Only lines holding "blkno" are needed; copy each of them from the data below.

═══

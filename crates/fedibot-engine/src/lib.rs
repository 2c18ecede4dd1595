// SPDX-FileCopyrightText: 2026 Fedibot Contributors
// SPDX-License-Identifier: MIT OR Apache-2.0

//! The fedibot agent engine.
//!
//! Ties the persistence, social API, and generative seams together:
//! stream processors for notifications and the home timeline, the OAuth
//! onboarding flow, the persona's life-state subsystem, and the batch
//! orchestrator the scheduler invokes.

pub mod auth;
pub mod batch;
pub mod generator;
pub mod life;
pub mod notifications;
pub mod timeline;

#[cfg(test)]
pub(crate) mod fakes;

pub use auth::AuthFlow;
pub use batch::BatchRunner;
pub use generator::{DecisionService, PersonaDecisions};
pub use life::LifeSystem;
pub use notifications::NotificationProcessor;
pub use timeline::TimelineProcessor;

═══

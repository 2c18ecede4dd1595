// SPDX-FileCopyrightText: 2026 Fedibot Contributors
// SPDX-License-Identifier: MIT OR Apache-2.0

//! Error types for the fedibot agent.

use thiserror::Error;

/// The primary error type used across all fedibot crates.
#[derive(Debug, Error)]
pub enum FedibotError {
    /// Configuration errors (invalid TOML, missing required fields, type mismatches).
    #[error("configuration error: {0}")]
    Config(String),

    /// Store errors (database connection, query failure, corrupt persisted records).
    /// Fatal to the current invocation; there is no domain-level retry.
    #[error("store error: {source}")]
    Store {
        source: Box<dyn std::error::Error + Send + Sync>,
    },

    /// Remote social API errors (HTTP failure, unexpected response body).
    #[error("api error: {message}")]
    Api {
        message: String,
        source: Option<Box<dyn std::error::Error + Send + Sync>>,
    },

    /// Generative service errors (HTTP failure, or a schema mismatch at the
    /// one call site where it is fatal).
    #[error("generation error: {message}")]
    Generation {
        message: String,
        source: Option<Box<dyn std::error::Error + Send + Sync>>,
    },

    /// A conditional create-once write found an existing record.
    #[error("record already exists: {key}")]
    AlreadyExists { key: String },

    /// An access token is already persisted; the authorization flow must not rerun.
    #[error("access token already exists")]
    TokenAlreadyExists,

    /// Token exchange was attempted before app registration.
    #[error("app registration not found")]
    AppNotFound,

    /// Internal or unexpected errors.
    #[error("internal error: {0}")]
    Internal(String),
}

═══

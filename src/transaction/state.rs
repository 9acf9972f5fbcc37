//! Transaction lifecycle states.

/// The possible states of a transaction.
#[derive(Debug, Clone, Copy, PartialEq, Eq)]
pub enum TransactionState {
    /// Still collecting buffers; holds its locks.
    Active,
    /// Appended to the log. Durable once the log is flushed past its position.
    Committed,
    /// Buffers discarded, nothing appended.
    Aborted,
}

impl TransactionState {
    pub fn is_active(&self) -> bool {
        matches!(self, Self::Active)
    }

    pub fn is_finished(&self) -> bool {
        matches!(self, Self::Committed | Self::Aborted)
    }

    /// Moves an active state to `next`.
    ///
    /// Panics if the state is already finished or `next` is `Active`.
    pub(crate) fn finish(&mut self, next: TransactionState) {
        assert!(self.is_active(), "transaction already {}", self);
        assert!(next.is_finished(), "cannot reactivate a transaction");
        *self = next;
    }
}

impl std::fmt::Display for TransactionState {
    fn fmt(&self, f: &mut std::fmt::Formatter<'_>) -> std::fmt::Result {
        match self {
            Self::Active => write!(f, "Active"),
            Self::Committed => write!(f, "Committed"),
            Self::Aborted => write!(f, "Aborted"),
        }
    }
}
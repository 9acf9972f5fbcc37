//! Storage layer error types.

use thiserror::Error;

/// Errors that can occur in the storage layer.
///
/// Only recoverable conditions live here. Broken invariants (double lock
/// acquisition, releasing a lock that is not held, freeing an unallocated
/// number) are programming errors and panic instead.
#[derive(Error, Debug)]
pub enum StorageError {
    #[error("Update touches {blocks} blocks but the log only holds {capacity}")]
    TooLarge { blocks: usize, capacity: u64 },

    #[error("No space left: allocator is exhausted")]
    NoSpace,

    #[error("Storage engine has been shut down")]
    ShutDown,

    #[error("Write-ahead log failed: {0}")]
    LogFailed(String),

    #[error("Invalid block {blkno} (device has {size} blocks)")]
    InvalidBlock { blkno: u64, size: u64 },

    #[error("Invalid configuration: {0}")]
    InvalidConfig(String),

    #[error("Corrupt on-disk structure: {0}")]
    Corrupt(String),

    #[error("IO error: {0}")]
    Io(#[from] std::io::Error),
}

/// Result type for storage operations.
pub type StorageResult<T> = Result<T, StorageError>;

═══

- **Answer to the problem**
    #[error("Invalid block {blkno} (device has {size} blocks)")]
    InvalidBlock { blkno: u64, size: u64 },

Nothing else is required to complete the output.